National Union of Journalists general secretary Michelle Stanistreet (pictured above) said: “It has been heart-breaking to deal with members whose dreams have been shattered because of the behaviour of their managers and of failure of employers to tackle bullying and bullies. I have heard testimonies from members who said, 'News editors threw reporters on to the same story, everyone was terrified of putting a foot wrong. People were put under such pressure. Reporters were effectively encouraged to shaft each other. It was such a demoralising situation' and from women journalists who had been offered promotion in return for having sex with their boss.

“We chose Creating without Conflict as the title of this conference and campaign because we want to promote workplaces where workers and managers learn to be constructive with their criticism during the creative process. Today's conference was about how trade unions can look at solutions and strategies and work with employers to tackle this blight on the media, arts and entertainment industries."

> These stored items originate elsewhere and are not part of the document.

impl ServiceRegistry {
    pub fn new() -> Self {
        Self::default()
    }

    pub fn with_permission(state: PermissionState) -> Self {
        Self {
            permission: PermissionGate::with_state(state),
            ..Self::default()
        }
    }

    fn require_engine(&self) -> Result<&HostBinding> {
        self.binding.as_ref().ok_or(Error::NoEngineAttached)
    }

    // ─────────────────────────────────────────────────────────
    // Lifecycle hooks
    // ─────────────────────────────────────────────────────────

    pub fn attach_engine(&mut self, binding: HostBinding) {
        if let Some(old) = self.binding.replace(binding) {
            warn!(
                "Engine re-attached without detach (was messenger {})",
                old.messenger
            );
        } else {
            info!("Engine attached");
        }
    }

    /// Stop any live session, cancel pending prompts and drop the binding.
    ///
    /// The `Stopped` event goes out before the listener is detached.
    pub fn detach_engine(&mut self) -> Vec<ProviderCommand> {
        let commands = match self.session.take() {
            Some(mut session) => session.stop(&mut self.events),
            None => Vec::new(),
        };
        self.permission.cancel_all();
        self.events.detach_listener();

        if self.binding.take().is_some() {
            info!("Engine detached");
        }
        commands
    }

    pub fn is_engine_attached(&self) -> bool {
        self.binding.is_some()
    }

    pub fn attach_activity(&mut self, activity: Weak<dyn PermissionPrompt>) -> Result<()> {
        let binding = self.binding.as_mut().ok_or(Error::NoEngineAttached)?;
        binding.activity = Some(activity);
        debug!("Activity attached");
        Ok(())
    }

    /// Forget the activity. A running session is not affected.
    pub fn detach_activity(&mut self) {
        if let Some(binding) = self.binding.as_mut() {
            if binding.activity.take().is_some() {
                debug!("Activity detached");
            }
        }
    }

    pub fn detach_activity_for_config_changes(&mut self) {
        debug!("Activity detaching for config change");
        self.detach_activity();
    }

    pub fn reattach_activity_for_config_changes(
        &mut self,
        activity: Weak<dyn PermissionPrompt>,
    ) -> Result<()> {
        debug!("Activity reattaching after config change");
        self.attach_activity(activity)
    }

    pub fn attach_listener(&mut self, listener: mpsc::Sender<SessionEvent>) {
        self.events.attach_listener(listener);
    }

    pub fn detach_listener(&mut self) {
        self.events.detach_listener();
    }

    // ─────────────────────────────────────────────────────────
    // Host commands
    // ─────────────────────────────────────────────────────────

    pub fn start_tracking(&mut self, config: TrackingConfig) -> Result<Vec<ProviderCommand>> {
        self.require_engine()?;
        let permission = self.permission.check();
        self.session
            .get_or_insert_with(TrackingSession::new)
            .start(config, permission, &mut self.events)
    }

    pub fn pause_tracking(&mut self) -> Result<Vec<ProviderCommand>> {
        self.require_engine()?;
        match self.session.as_mut() {
            Some(session) => session.pause(&mut self.events),
            None => Err(Error::invalid_transition(SessionState::Idle, "pause")),
        }
    }

    pub fn resume_tracking(&mut self) -> Result<Vec<ProviderCommand>> {
        self.require_engine()?;
        match self.session.as_mut() {
            Some(session) => session.resume(&mut self.events),
            None => Err(Error::invalid_transition(SessionState::Idle, "resume")),
        }
    }

    /// Stop the session and retire pending permission prompts
    pub fn stop_tracking(&mut self) -> Result<Vec<ProviderCommand>> {
        self.require_engine()?;
        self.permission.cancel_all();
        Ok(self
            .session
            .as_mut()
            .map(|session| session.stop(&mut self.events))
            .unwrap_or_default())
    }

    pub fn request_permission(&mut self) -> Result<PermissionRequest> {
        let activity = self.require_engine()?.activity();
        self.permission.request(activity.as_deref())
    }

    pub fn permission_state(&self) -> PermissionState {
        self.permission.check()
    }

    pub fn session_state(&self) -> SessionState {
        self.session
            .as_ref()
            .map(TrackingSession::state)
            .unwrap_or_default()
    }

    pub fn is_tracking(&self) -> bool {
        self.session
            .as_ref()
            .is_some_and(TrackingSession::is_tracking)
    }

    pub fn session(&self) -> Option<&TrackingSession> {
        self.session.as_ref()
    }

    pub fn events(&self) -> &EventChannel {
        &self.events
    }

    pub fn status(&self) -> ServiceStatus {
        ServiceStatus {
            engine_attached: self.is_engine_attached(),
            activity_attached: self
                .binding
                .as_ref()
                .is_some_and(HostBinding::has_activity),
            permission: self.permission.check(),
            session: self.session_state(),
            tracking: self.is_tracking(),
            last_fix: self.session.as_ref().and_then(|s| s.last_fix().cloned()),
            events_delivered: self.events.delivered_count(),
            events_dropped: self.events.dropped_count(),
        }
    }

    // ─────────────────────────────────────────────────────────
    // Platform callbacks
    // ─────────────────────────────────────────────────────────

    /// Returns `false` for stale or duplicate results
    pub fn on_permission_result(&mut self, token: PermissionToken, outcome: PermissionOutcome) -> bool {
        self.permission.resolve(token, outcome)
    }

    pub fn on_permission_timeout(&mut self, token: PermissionToken) -> bool {
        self.permission.expire(token)
    }

    pub fn on_permission_revoked(&mut self) -> Vec<ProviderCommand> {
        self.permission.revoke();
        match self.session.as_mut() {
            Some(session) => session.on_permission_revoked(&mut self.events),
            None => Vec::new(),
        }
    }

    pub fn on_provider_update(&mut self, update: ProviderUpdate) -> Vec<ProviderCommand> {
        let Some(session) = self.session.as_mut() else {
            trace!("No session, dropping update from #{}", update.generation);
            return Vec::new();
        };

        match update.event {
            ProviderEvent::Fix(fix) => {
                session.on_fix(update.generation, fix, &mut self.events);
                Vec::new()
            }
            ProviderEvent::Error(error) => {
                session.on_provider_error(update.generation, &error, &mut self.events)
            }
        }
    }

    pub fn on_subscription_acked(&mut self, generation: u64) -> Vec<ProviderCommand> {
        match self.session.as_mut() {
            Some(session) => session.on_subscribed(generation, &mut self.events),
            None => vec![ProviderCommand::Unsubscribe { generation }],
        }
    }

    pub fn on_subscription_failed(
        &mut self,
        generation: u64,
        error: &ProviderError,
    ) -> Vec<ProviderCommand> {
        match self.session.as_mut() {
            Some(session) => session.on_subscribe_failed(generation, error, &mut self.events),
            None => Vec::new(),
        }
    }

    pub fn on_retry_elapsed(&mut self, generation: u64) -> Vec<ProviderCommand> {
        match self.session.as_mut() {
            Some(session) => session.on_retry_elapsed(generation),
            None => Vec::new(),
        }
    }
}
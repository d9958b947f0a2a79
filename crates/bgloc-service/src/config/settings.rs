//! Settings file loading and saving

use std::path::{Path, PathBuf};

use bgloc_core::prelude::*;

use super::types::Settings;

/// Directory name under the platform config dir
pub const APP_DIR: &str = "background-location";

/// Settings filename
pub const CONFIG_FILENAME: &str = "config.toml";

/// Default location of the settings file (`~/.config/background-location/config.toml`)
pub fn default_settings_path() -> Option<PathBuf> {
    dirs::config_dir().map(|dir| dir.join(APP_DIR).join(CONFIG_FILENAME))
}

// ─────────────────────────────────────────────────────────────────────────────
// Settings Loading
// ─────────────────────────────────────────────────────────────────────────────

/// Load settings from `path`
///
/// Returns default settings if the file doesn't exist or can't be parsed.
pub fn load_settings(path: &Path) -> Settings {
    if !path.exists() {
        debug!("No config file at {:?}, using defaults", path);
        return Settings::default();
    }

    match std::fs::read_to_string(path) {
        Ok(content) => match toml::from_str(&content) {
            Ok(settings) => {
                debug!("Loaded settings from {:?}", path);
                settings
            }
            Err(e) => {
                warn!("Failed to parse {:?}: {}", path, e);
                Settings::default()
            }
        },
        Err(e) => {
            warn!("Failed to read {:?}: {}", path, e);
            Settings::default()
        }
    }
}

/// Save settings to `path`
///
/// Uses atomic write (temp file + rename) and regenerates the header comment.
pub fn save_settings(path: &Path, settings: &Settings) -> Result<()> {
    if let Some(dir) = path.parent() {
        if !dir.as_os_str().is_empty() && !dir.exists() {
            std::fs::create_dir_all(dir)
                .map_err(|e| Error::config(format!("Failed to create {:?}: {}", dir, e)))?;
        }
    }

    let content = toml::to_string_pretty(settings)
        .map_err(|e| Error::config(format!("Failed to serialize settings: {}", e)))?;
    let full_content = format!("{}{}", generate_config_header(), content);

    let temp_path = path.with_extension("toml.tmp");
    std::fs::write(&temp_path, &full_content)
        .map_err(|e| Error::config(format!("Failed to write temp file: {}", e)))?;
    std::fs::rename(&temp_path, path)
        .map_err(|e| Error::config(format!("Failed to rename temp file: {}", e)))?;

    info!("Saved settings to {:?}", path);
    Ok(())
}

/// Write a default settings file if none exists.
///
/// Returns `true` if a file was created.
pub fn init_settings_file(path: &Path) -> Result<bool> {
    if path.exists() {
        return Ok(false);
    }
    save_settings(path, &Settings::default())?;
    Ok(true)
}

fn generate_config_header() -> String {
    r#"# Background Location Service Configuration
#
# [retry]       backoff for transient provider errors (base_ms, max_ms, jitter)
# [permission]  request_timeout_ms for unanswered permission prompts
# [events]      listener_capacity; events beyond it are dropped, never buffered
# [tracking]    default TrackingConfig used when none is supplied

"#
    .to_string()
}
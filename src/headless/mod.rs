//! Headless mode - scripted scenarios with JSON event output
//!
//! Runs the location service against a simulated provider and activity,
//! driven by a [`Scenario`] file, and writes what the host would observe as
//! structured JSON events.
//!
//! # Event Format
//!
//! Events are output as NDJSON (newline-delimited JSON), one event per line.
//! Each event has an "event" field indicating its type, along with event-specific data.
//!
//! # Example Output
//!
//! ```json
//! {"event":"scenario_started","name":"walk","steps":4,"timestamp":1704700001000}
//! {"event":"state_changed","state":"running","timestamp":1704700001002}
//! {"event":"location_update","fix":{"latitude":52.52,"longitude":13.4,"timestampMillis":0},"timestamp":1704700001010}
//! ```

pub mod runner;
pub mod scenario;

pub use runner::run_scenario;
pub use scenario::{PermissionAnswer, Scenario, Step, StepAction};

use std::io::Write;

use chrono::{DateTime, Utc};
use serde::Serialize;
use tracing::error;

use bgloc_core::{ErrorKind, LocationFix, PermissionState, SessionEvent, SessionState};
use bgloc_service::ServiceStatus;

/// Events emitted in headless mode
#[derive(Debug, Clone, Serialize)]
#[serde(tag = "event", rename_all = "snake_case")]
pub enum HeadlessEvent {
    ScenarioStarted {
        name: String,
        steps: usize,
        timestamp: i64,
    },

    /// Fix forwarded to the host
    LocationUpdate {
        fix: LocationFix,
        /// Provider timestamp as RFC 3339, when representable
        #[serde(skip_serializing_if = "Option::is_none")]
        recorded_at: Option<DateTime<Utc>>,
        timestamp: i64,
    },

    /// Session state transition
    StateChanged {
        #[serde(flatten)]
        state: SessionState,
        timestamp: i64,
    },

    /// Asynchronous failure reported to the host
    Error { kind: ErrorKind, timestamp: i64 },

    /// A permission request resolved
    PermissionResolved {
        state: PermissionState,
        timestamp: i64,
    },

    /// A scripted host command was rejected
    CommandFailed {
        step: usize,
        action: String,
        kind: Option<ErrorKind>,
        message: String,
        timestamp: i64,
    },

    ScenarioCompleted {
        status: ServiceStatus,
        timestamp: i64,
    },
}

impl HeadlessEvent {
    /// Write this event to `out` as one JSON line
    pub fn emit<W: Write>(&self, out: &mut W) {
        let json = match serde_json::to_string(self) {
            Ok(json) => json,
            Err(e) => {
                error!("Failed to serialize headless event: {}", e);
                return;
            }
        };

        if let Err(e) = writeln!(out, "{}", json) {
            error!("Failed to write headless event: {}", e);
            return;
        }

        // Flush to ensure immediate output
        if let Err(e) = out.flush() {
            error!("Failed to flush headless output: {}", e);
        }
    }

    /// Get current timestamp in milliseconds
    fn now() -> i64 {
        Utc::now().timestamp_millis()
    }

    // ─────────────────────────────────────────────────────────
    // Convenience constructors
    // ─────────────────────────────────────────────────────────

    pub fn scenario_started(name: &str, steps: usize) -> Self {
        Self::ScenarioStarted {
            name: name.to_string(),
            steps,
            timestamp: Self::now(),
        }
    }

    pub fn permission_resolved(state: PermissionState) -> Self {
        Self::PermissionResolved {
            state,
            timestamp: Self::now(),
        }
    }

    pub fn command_failed(step: usize, action: &str, error: &bgloc_core::Error) -> Self {
        Self::CommandFailed {
            step,
            action: action.to_string(),
            kind: error.kind(),
            message: error.to_string(),
            timestamp: Self::now(),
        }
    }

    pub fn scenario_completed(status: ServiceStatus) -> Self {
        Self::ScenarioCompleted {
            status,
            timestamp: Self::now(),
        }
    }
}

impl From<SessionEvent> for HeadlessEvent {
    fn from(event: SessionEvent) -> Self {
        let timestamp = Self::now();
        match event {
            SessionEvent::LocationUpdate(fix) => Self::LocationUpdate {
                recorded_at: fix.recorded_at(),
                fix,
                timestamp,
            },
            SessionEvent::StateChanged(state) => Self::StateChanged { state, timestamp },
            SessionEvent::Error(kind) => Self::Error { kind, timestamp },
        }
    }
}
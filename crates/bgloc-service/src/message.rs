//! Message types for the service loop (TEA pattern)

use std::sync::Weak;
use std::time::Duration;

use tokio::sync::{mpsc, oneshot};

use bgloc_core::prelude::*;
use bgloc_core::{PermissionState, SessionEvent, TrackingConfig};
use bgloc_provider::{ProviderError, ProviderUpdate};

use crate::permission::{PermissionOutcome, PermissionPrompt, PermissionToken};
use crate::registry::{HostBinding, ServiceStatus};

/// Answer channel for a host command
pub type Reply<T> = oneshot::Sender<Result<T>>;

/// Everything the engine reacts to, processed one at a time
#[derive(Debug)]
pub enum Message {
    // ─────────────────────────────────────────────────────────
    // Lifecycle hooks
    // ─────────────────────────────────────────────────────────
    AttachEngine {
        binding: HostBinding,
        reply: Reply<()>,
    },
    DetachEngine {
        reply: Reply<()>,
    },
    AttachActivity {
        activity: Weak<dyn PermissionPrompt>,
        reply: Reply<()>,
    },
    DetachActivity,
    DetachActivityForConfigChanges,
    ReattachActivityForConfigChanges {
        activity: Weak<dyn PermissionPrompt>,
        reply: Reply<()>,
    },
    AttachListener {
        listener: mpsc::Sender<SessionEvent>,
    },
    DetachListener,

    // ─────────────────────────────────────────────────────────
    // Host commands
    // ─────────────────────────────────────────────────────────
    /// `None` starts with the configured default
    StartTracking {
        config: Option<TrackingConfig>,
        reply: Reply<()>,
    },
    PauseTracking {
        reply: Reply<()>,
    },
    ResumeTracking {
        reply: Reply<()>,
    },
    StopTracking {
        reply: Reply<()>,
    },
    RequestPermission {
        reply: Reply<PermissionState>,
    },
    GetStatus {
        reply: oneshot::Sender<ServiceStatus>,
    },

    // ─────────────────────────────────────────────────────────
    // Platform callbacks
    // ─────────────────────────────────────────────────────────
    PermissionResult {
        token: PermissionToken,
        outcome: PermissionOutcome,
    },
    PermissionRevoked,
    /// A prompt's wait ran out; the loop decides whether it really timed out
    PermissionTimedOut {
        token: PermissionToken,
        timeout: Duration,
        response_rx: oneshot::Receiver<PermissionState>,
        reply: Reply<PermissionState>,
    },

    /// Fix or error pushed by the provider
    Provider(ProviderUpdate),
    SubscriptionAcked {
        generation: u64,
    },
    SubscriptionFailed {
        generation: u64,
        error: ProviderError,
    },
    RetryElapsed {
        generation: u64,
    },

    /// Detach the engine and stop the loop
    Shutdown,
}
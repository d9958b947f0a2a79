//! Outbound event delivery to the host listener
//!
//! At most once, never buffered: with no listener attached, or with the
//! listener's queue full, the event is dropped.

use tokio::sync::mpsc;
use tokio::sync::mpsc::error::TrySendError;

use bgloc_core::prelude::*;
use bgloc_core::SessionEvent;

/// Create a bounded listener channel
pub fn listener_channel(
    capacity: usize,
) -> (mpsc::Sender<SessionEvent>, mpsc::Receiver<SessionEvent>) {
    mpsc::channel(capacity.max(1))
}

#[derive(Debug, Default)]
pub struct EventChannel {
    listener: Option<mpsc::Sender<SessionEvent>>,
    delivered: u64,
    dropped: u64,
}

impl EventChannel {
    pub fn new() -> Self {
        Self::default()
    }

    /// Attach `listener`, replacing any previous one
    pub fn attach_listener(&mut self, listener: mpsc::Sender<SessionEvent>) {
        if self.listener.replace(listener).is_some() {
            debug!("Event listener replaced");
        } else {
            debug!("Event listener attached");
        }
    }

    pub fn detach_listener(&mut self) {
        if self.listener.take().is_some() {
            debug!("Event listener detached");
        }
    }

    pub fn has_listener(&self) -> bool {
        self.listener.is_some()
    }

    /// Deliver `event` to the listener. Returns `true` if it was queued.
    pub fn emit(&mut self, event: SessionEvent) -> bool {
        let Some(listener) = &self.listener else {
            trace!("No listener, dropping {} event", event.event_type());
            self.dropped += 1;
            return false;
        };

        match listener.try_send(event) {
            Ok(()) => {
                self.delivered += 1;
                true
            }
            Err(TrySendError::Full(event)) => {
                warn!("Listener queue full, dropping {} event", event.event_type());
                self.dropped += 1;
                false
            }
            Err(TrySendError::Closed(event)) => {
                debug!(
                    "Listener gone, dropping {} event and detaching",
                    event.event_type()
                );
                self.listener = None;
                self.dropped += 1;
                false
            }
        }
    }

    pub fn delivered_count(&self) -> u64 {
        self.delivered
    }

    pub fn dropped_count(&self) -> u64 {
        self.dropped
    }
}
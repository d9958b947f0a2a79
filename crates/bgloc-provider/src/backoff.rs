//! Resubscription backoff for transient provider errors

use std::time::Duration;

use rand::Rng;

/// Default first retry delay.
pub const DEFAULT_BASE: Duration = Duration::from_secs(1);

/// Default retry delay cap.
pub const DEFAULT_MAX: Duration = Duration::from_secs(60);

/// Default jitter as a fraction of the nominal delay (±20%).
pub const DEFAULT_JITTER: f64 = 0.2;

/// Exponential backoff with symmetric jitter.
///
/// The nominal delay for attempt `n` (1-indexed) is `base * 2^(n-1)`, capped at
/// `max`. Jitter scales it by a random factor in `[1 - jitter, 1 + jitter]`
/// and the result is clamped to `max` again.
#[derive(Debug, Clone, Copy, PartialEq)]
pub struct BackoffPolicy {
    pub base: Duration,
    pub max: Duration,
    pub jitter: f64,
}

impl Default for BackoffPolicy {
    fn default() -> Self {
        Self {
            base: DEFAULT_BASE,
            max: DEFAULT_MAX,
            jitter: DEFAULT_JITTER,
        }
    }
}

impl BackoffPolicy {
    pub fn new(base: Duration, max: Duration, jitter: f64) -> Self {
        Self {
            base,
            max,
            jitter: sanitize_jitter(jitter),
        }
    }

    /// Delay for `attempt` without jitter.
    pub fn nominal_delay(&self, attempt: u32) -> Duration {
        // 2^(attempt-1), capped to avoid overflow.
        let exponent = attempt.saturating_sub(1);
        let multiplier: u32 = 1u32.checked_shl(exponent).unwrap_or(u32::MAX);
        self.base.saturating_mul(multiplier).min(self.max)
    }

    /// Delay for `attempt` with jitter drawn from `rng`.
    pub fn delay_with<R: Rng>(&self, attempt: u32, rng: &mut R) -> Duration {
        let nominal = self.nominal_delay(attempt);
        let jitter = sanitize_jitter(self.jitter);
        if jitter == 0.0 {
            return nominal;
        }
        let factor = 1.0 + rng.gen_range(-jitter..=jitter);
        nominal.mul_f64(factor).min(self.max)
    }

    /// Delay for `attempt` using the thread-local RNG.
    pub fn delay(&self, attempt: u32) -> Duration {
        self.delay_with(attempt, &mut rand::thread_rng())
    }
}

/// Jitter as a fraction in `[0, 1]`; NaN and infinities mean no jitter.
fn sanitize_jitter(jitter: f64) -> f64 {
    if jitter.is_finite() {
        jitter.clamp(0.0, 1.0)
    } else {
        0.0
    }
}
#[cfg(test)]
mod tests {
    use super::*;

    #[test]
    fn test_tracking_config_defaults() {
        let config = TrackingConfig::default();
        assert_eq!(config.interval_millis, 1000);
        assert_eq!(config.fastest_interval_millis, 1000);
        assert_eq!(config.accuracy_mode, AccuracyMode::High);
        assert!(config.validate().is_ok());
    }

    #[test]
    fn test_tracking_config_rejects_fastest_above_interval() {
        let config = TrackingConfig::default().with_interval(1000, 2000);
        let err = config.validate().unwrap_err();
        assert!(matches!(err, Error::InvalidConfig { .. }));
        assert!(err.to_string().contains("fastest_interval_millis"));
    }

    #[test]
    fn test_tracking_config_rejects_negative_distance() {
        let config = TrackingConfig::default().with_distance_filter(-1.0);
        assert!(config.validate().is_err());

        let config = TrackingConfig::default().with_distance_filter(f64::NAN);
        assert!(config.validate().is_err());
    }

    #[test]
    fn test_tracking_config_rejects_zero_interval() {
        let config = TrackingConfig::default().with_interval(0, 0);
        assert!(config.validate().is_err());
    }

    #[test]
    fn test_tracking_config_equal_intervals_are_valid() {
        let config = TrackingConfig::default()
            .with_interval(5000, 5000)
            .with_distance_filter(0.0);
        assert!(config.validate().is_ok());
    }

    #[test]
    fn test_tracking_config_deserialize_partial() {
        let json = r#"{"interval_millis": 5000, "accuracy_mode": "balanced"}"#;
        let config: TrackingConfig = serde_json::from_str(json).unwrap();
        assert_eq!(config.interval_millis, 5000);
        assert_eq!(config.fastest_interval_millis, 5000);
        assert_eq!(config.accuracy_mode, AccuracyMode::Balanced);
        assert_eq!(config.notification_title, "Background location");
        assert!(config.validate().is_ok());
    }

    #[test]
    fn test_tracking_config_missing_fastest_follows_interval() {
        let config: TrackingConfig = serde_json::from_str(r#"{"interval_millis": 500}"#).unwrap();
        assert_eq!(config.fastest_interval_millis, 500);
        assert!(config.validate().is_ok());

        let config: TrackingConfig = serde_json::from_str(
            r#"{"interval_millis": 5000, "fastest_interval_millis": 2000}"#,
        )
        .unwrap();
        assert_eq!(config.fastest_interval_millis, 2000);

        let config: TrackingConfig = serde_json::from_str("{}").unwrap();
        assert_eq!(config, TrackingConfig::default());
    }

    #[test]
    fn test_tracking_config_serialize_roundtrip_keeps_fastest() {
        let config = TrackingConfig::default().with_interval(5000, 1000);
        let json = serde_json::to_string(&config).unwrap();
        let back: TrackingConfig = serde_json::from_str(&json).unwrap();
        assert_eq!(back, config);
    }

    #[test]
    fn test_location_fix_serializes_camel_case() {
        let fix = LocationFix::new(52.52, 13.405, 1_700_000_000_000).with_accuracy(4.5);
        let json = serde_json::to_value(&fix).unwrap();
        assert_eq!(json["accuracyMeters"], 4.5);
        assert_eq!(json["timestampMillis"], 1_700_000_000_000u64);
        assert!(json.get("speedMps").is_none());
    }

    #[test]
    fn test_location_fix_recorded_at() {
        let fix = LocationFix::new(0.0, 0.0, 1_000);
        let at = fix.recorded_at().unwrap();
        assert_eq!(at.timestamp_millis(), 1_000);
    }

    #[test]
    fn test_permission_state_helpers() {
        assert!(PermissionState::Granted.is_granted());
        assert!(!PermissionState::DeniedOnce.is_granted());
        assert!(!PermissionState::Unknown.is_granted());
    }

    #[test]
    fn test_session_state_transitions() {
        use SessionState::*;
        assert!(Idle.can_transition_to(&Starting));
        assert!(Starting.can_transition_to(&Running));
        assert!(Running.can_transition_to(&Paused));
        assert!(Paused.can_transition_to(&Running));
        assert!(Paused.can_transition_to(&Stopped));
        assert!(Starting.can_transition_to(&Failed(ErrorKind::ProviderUnavailable)));
        assert!(Stopped.can_transition_to(&Starting));

        assert!(!Idle.can_transition_to(&Running));
        assert!(!Idle.can_transition_to(&Paused));
        assert!(!Starting.can_transition_to(&Paused));
        assert!(!Stopped.can_transition_to(&Stopped));
        assert!(!Failed(ErrorKind::ProviderUnavailable).can_transition_to(&Running));
    }

    #[test]
    fn test_session_state_terminal() {
        assert!(SessionState::Stopped.is_terminal());
        assert!(SessionState::Failed(ErrorKind::PermissionRevoked).is_terminal());
        assert!(!SessionState::Paused.is_terminal());
        assert!(!SessionState::Idle.is_terminal());
    }

    #[test]
    fn test_session_state_serialization() {
        let json = serde_json::to_string(&SessionState::Running).unwrap();
        assert_eq!(json, r#"{"state":"running"}"#);

        let json =
            serde_json::to_string(&SessionState::Failed(ErrorKind::ProviderUnavailable)).unwrap();
        assert_eq!(json, r#"{"state":"failed","reason":"provider_unavailable"}"#);
    }

    #[test]
    fn test_session_state_display() {
        assert_eq!(
            SessionState::Failed(ErrorKind::ProviderUnavailable).to_string(),
            "failed (provider unavailable)"
        );
    }
}
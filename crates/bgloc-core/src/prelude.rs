//! Prelude for common imports used throughout all background location crates

pub use crate::error::{Error, ErrorKind, Result, ResultExt};
pub use tracing::{debug, error, info, instrument, trace, warn};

One journalist in their 30s told the researchers: “There is an old-fashioned macho culture in which bullying is seen as almost an honour.”

The survey was commissioned by the Federation of Entertainment Unions, which includes the NUJ, BECTU, Equity, Musicians’ Union and the Writers’ Guild.

One journalist in their 50s said: “The broadcaster I worked for is riddled with snobbery. There is a bias in favour of white upper middle class privately educated people. On the programme I worked on a majority of the staff went to public school.”

The study found that 83 percent of women working in radio had been treated unreasonably.

The report said that bullying, while not illegal, can be deemed a workplace hazard and challenged under health and safety legislation.

Another journalist in their 50s told the researchers: “Despite the left wing editorial slant of the paper, there was no NUJ chapel there and to suggest there should be was to commit a sort of heresy. I was warned by a senior reporter that the editor was anti-union. To question the freelance status of myself and others, when clearly we should have been designated as employed was also heresy – like mentioning Dracula's castle."

The report recommends:

  • Better training should be provided for workers and management in dealing with unreasonable behaviour
  • Clear guidance is provided for freelances by employers
  • Union recognition in workplaces so that reps can negotiate anti-bullying policies and represent victims
  • Confidential hotlines for freelance and employed workers.